Records to use:
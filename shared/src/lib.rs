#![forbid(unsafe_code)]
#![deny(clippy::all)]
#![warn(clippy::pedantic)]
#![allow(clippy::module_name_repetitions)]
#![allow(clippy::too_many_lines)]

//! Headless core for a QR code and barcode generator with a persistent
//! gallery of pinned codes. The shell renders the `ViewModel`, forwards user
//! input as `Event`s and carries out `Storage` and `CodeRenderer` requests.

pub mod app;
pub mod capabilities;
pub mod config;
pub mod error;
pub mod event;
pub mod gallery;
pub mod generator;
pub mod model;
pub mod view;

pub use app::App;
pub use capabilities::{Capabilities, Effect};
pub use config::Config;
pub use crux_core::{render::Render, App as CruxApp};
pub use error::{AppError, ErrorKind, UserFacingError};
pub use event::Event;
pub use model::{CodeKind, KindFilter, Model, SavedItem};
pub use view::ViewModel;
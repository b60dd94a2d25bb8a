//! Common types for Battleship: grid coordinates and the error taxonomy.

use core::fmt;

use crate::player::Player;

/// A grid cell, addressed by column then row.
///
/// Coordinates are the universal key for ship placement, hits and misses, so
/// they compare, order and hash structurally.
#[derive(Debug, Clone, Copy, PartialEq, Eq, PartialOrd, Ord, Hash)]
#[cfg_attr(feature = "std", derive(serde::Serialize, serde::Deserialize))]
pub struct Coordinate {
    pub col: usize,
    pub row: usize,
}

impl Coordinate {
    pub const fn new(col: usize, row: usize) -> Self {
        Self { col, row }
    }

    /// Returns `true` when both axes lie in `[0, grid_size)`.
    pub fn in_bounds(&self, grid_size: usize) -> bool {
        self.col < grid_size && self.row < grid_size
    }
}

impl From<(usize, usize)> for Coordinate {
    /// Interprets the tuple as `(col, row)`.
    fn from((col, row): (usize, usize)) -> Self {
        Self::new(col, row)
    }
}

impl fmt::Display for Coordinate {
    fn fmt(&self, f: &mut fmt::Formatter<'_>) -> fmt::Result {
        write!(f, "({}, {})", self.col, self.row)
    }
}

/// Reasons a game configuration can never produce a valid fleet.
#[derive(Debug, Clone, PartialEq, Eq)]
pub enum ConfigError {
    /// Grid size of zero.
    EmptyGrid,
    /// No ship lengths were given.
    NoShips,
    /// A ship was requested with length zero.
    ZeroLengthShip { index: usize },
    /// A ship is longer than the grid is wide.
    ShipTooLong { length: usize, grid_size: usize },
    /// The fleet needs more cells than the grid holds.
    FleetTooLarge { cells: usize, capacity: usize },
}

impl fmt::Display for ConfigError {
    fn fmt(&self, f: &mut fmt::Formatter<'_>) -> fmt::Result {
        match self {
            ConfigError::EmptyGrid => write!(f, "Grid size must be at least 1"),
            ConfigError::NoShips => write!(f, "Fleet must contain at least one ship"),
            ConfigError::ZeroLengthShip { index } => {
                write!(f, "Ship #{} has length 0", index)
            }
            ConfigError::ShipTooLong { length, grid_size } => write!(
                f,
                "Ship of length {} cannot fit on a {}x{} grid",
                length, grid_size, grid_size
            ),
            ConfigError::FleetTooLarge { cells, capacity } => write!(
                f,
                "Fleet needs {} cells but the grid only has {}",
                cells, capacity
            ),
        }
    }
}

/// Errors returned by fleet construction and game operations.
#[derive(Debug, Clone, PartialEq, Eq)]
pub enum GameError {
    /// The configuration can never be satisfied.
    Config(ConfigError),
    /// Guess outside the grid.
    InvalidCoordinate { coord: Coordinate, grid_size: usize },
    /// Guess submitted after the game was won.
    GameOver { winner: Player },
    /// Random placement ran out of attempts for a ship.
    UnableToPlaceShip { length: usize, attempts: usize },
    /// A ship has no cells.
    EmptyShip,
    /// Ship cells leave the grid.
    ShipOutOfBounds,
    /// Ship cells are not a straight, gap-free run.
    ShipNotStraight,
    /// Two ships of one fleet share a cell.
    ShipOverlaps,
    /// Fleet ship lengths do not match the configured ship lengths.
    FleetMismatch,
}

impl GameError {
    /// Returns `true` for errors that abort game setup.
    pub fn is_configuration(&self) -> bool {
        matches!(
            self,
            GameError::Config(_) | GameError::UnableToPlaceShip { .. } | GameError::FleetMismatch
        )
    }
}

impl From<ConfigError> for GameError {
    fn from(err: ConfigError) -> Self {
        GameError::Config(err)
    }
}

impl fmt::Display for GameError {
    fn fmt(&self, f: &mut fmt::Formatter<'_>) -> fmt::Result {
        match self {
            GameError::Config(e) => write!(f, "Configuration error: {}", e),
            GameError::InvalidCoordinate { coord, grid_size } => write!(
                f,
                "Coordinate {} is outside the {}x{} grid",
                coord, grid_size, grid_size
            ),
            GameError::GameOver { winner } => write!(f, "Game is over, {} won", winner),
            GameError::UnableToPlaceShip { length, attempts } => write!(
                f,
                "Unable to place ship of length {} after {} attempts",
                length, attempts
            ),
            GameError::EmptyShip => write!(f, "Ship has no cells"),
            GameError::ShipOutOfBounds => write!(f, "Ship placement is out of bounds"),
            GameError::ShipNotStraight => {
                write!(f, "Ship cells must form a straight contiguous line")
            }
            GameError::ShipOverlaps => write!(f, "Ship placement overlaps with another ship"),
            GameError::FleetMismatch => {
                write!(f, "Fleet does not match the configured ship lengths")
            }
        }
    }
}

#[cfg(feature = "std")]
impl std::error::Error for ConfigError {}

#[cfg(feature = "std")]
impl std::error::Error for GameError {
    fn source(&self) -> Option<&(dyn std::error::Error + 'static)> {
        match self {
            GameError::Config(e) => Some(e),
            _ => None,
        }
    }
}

Problem:
The material above must be returned word for word, complete.

Answer below:
filename shared/src/lib.rs
#![forbid(unsafe_code)]
#![deny(clippy::all)]
#![warn(clippy::pedantic)]
#![allow(clippy::module_name_repetitions)]
#![allow(clippy::too_many_lines)]

//! Headless core for a QR code and barcode generator with a persistent
//! gallery of pinned codes. The shell renders the `ViewModel`, forwards user
//! input as `Event`s and carries out `Storage` and `CodeRenderer` requests.

pub mod app;
pub mod capabilities;
pub mod config;
pub mod error;
pub mod event;
pub mod gallery;
pub mod generator;
pub mod model;
pub mod view;

pub use app::App;
pub use capabilities::{Capabilities, Effect};
pub use config::Config;
pub use crux_core::{render::Render, App as CruxApp};
pub use error::{AppError, ErrorKind, UserFacingError};
pub use event::Event;
pub use model::{CodeKind, KindFilter, Model, SavedItem};
pub use view::ViewModel;
repository b60dd94a2d25bb8a
//! Common types for Battleship: grid coordinates and the error taxonomy.

use core::fmt;

use crate::player::Player;

/// A grid cell, addressed by column then row.
///
/// Coordinates are the universal key for ship placement, hits and misses, so
/// they compare, order and hash structurally.
#[derive(Debug, Clone, Copy, PartialEq, Eq, PartialOrd, Ord, Hash)]
#[cfg_attr(feature = "std", derive(serde::Serialize, serde::Deserialize))]
pub struct Coordinate {
    pub col: usize,
    pub row: usize,
}

impl Coordinate {
    pub const fn new(col: usize, row: usize) -> Self {
        Self { col, row }
    }

    /// Returns `true` when both axes lie in `[0, grid_size)`.
    pub fn in_bounds(&self, grid_size: usize) -> bool {
        self.col < grid_size && self.row < grid_size
    }
}

impl From<(usize, usize)> for Coordinate {
    /// Interprets the tuple as `(col, row)`.
    fn from((col, row): (usize, usize)) -> Self {
        Self::new(col, row)
    }
}

impl fmt::Display for Coordinate {
    fn fmt(&self, f: &mut fmt::Formatter<'_>) -> fmt::Result {
        write!(f, "({}, {})", self.col, self.row)
    }
}

/// Reasons a game configuration can never produce a valid fleet.
#[derive(Debug, Clone, PartialEq, Eq)]
pub enum ConfigError {
    /// Grid size of zero.
    EmptyGrid,
    /// No ship lengths were given.
    NoShips,
    /// A ship was requested with length zero.
    ZeroLengthShip { index: usize },
    /// A ship is longer than the grid is wide.
    ShipTooLong { length: usize, grid_size: usize },
    /// The fleet needs more cells than the grid holds.
    FleetTooLarge { cells: usize, capacity: usize },
}

impl fmt::Display for ConfigError {
    fn fmt(&self, f: &mut fmt::Formatter<'_>) -> fmt::Result {
        match self {
            ConfigError::EmptyGrid => write!(f, "Grid size must be at least 1"),
            ConfigError::NoShips => write!(f, "Fleet must contain at least one ship"),
            ConfigError::ZeroLengthShip { index } => {
                write!(f, "Ship #{} has length 0", index)
            }
            ConfigError::ShipTooLong { length, grid_size } => write!(
                f,
                "Ship of length {} cannot fit on a {}x{} grid",
                length, grid_size, grid_size
            ),
            ConfigError::FleetTooLarge { cells, capacity } => write!(
                f,
                "Fleet needs {} cells but the grid only has {}",
                cells, capacity
            ),
        }
    }
}

/// Errors returned by fleet construction and game operations.
#[derive(Debug, Clone, PartialEq, Eq)]
pub enum GameError {
    /// The configuration can never be satisfied.
    Config(ConfigError),
    /// Guess outside the grid.
    InvalidCoordinate { coord: Coordinate, grid_size: usize },
    /// Guess submitted after the game was won.
    GameOver { winner: Player },
    /// Random placement ran out of attempts for a ship.
    UnableToPlaceShip { length: usize, attempts: usize },
    /// A ship has no cells.
    EmptyShip,
    /// Ship cells leave the grid.
    ShipOutOfBounds,
    /// Ship cells are not a straight, gap-free run.
    ShipNotStraight,
    /// Two ships of one fleet share a cell.
    ShipOverlaps,
    /// Fleet ship lengths do not match the configured ship lengths.
    FleetMismatch,
}

impl GameError {
    /// Returns `true` for errors that abort game setup.
    pub fn is_configuration(&self) -> bool {
        matches!(
            self,
            GameError::Config(_) | GameError::UnableToPlaceShip { .. } | GameError::FleetMismatch
        )
    }
}

impl From<ConfigError> for GameError {
    fn from(err: ConfigError) -> Self {
        GameError::Config(err)
    }
}

impl fmt::Display for GameError {
    fn fmt(&self, f: &mut fmt::Formatter<'_>) -> fmt::Result {
        match self {
            GameError::Config(e) => write!(f, "Configuration error: {}", e),
            GameError::InvalidCoordinate { coord, grid_size } => write!(
                f,
                "Coordinate {} is outside the {}x{} grid",
                coord, grid_size, grid_size
            ),
            GameError::GameOver { winner } => write!(f, "Game is over, {} won", winner),
            GameError::UnableToPlaceShip { length, attempts } => write!(
                f,
                "Unable to place ship of length {} after {} attempts",
                length, attempts
            ),
            GameError::EmptyShip => write!(f, "Ship has no cells"),
            GameError::ShipOutOfBounds => write!(f, "Ship placement is out of bounds"),
            GameError::ShipNotStraight => {
                write!(f, "Ship cells must form a straight contiguous line")
            }
            GameError::ShipOverlaps => write!(f, "Ship placement overlaps with another ship"),
            GameError::FleetMismatch => {
                write!(f, "Fleet does not match the configured ship lengths")
            }
        }
    }
}

#[cfg(feature = "std")]
impl std::error::Error for ConfigError {}

#[cfg(feature = "std")]
impl std::error::Error for GameError {
    fn source(&self) -> Option<&(dyn std::error::Error + 'static)> {
        match self {
            GameError::Config(e) => Some(e),
            _ => None,
        }
    }
}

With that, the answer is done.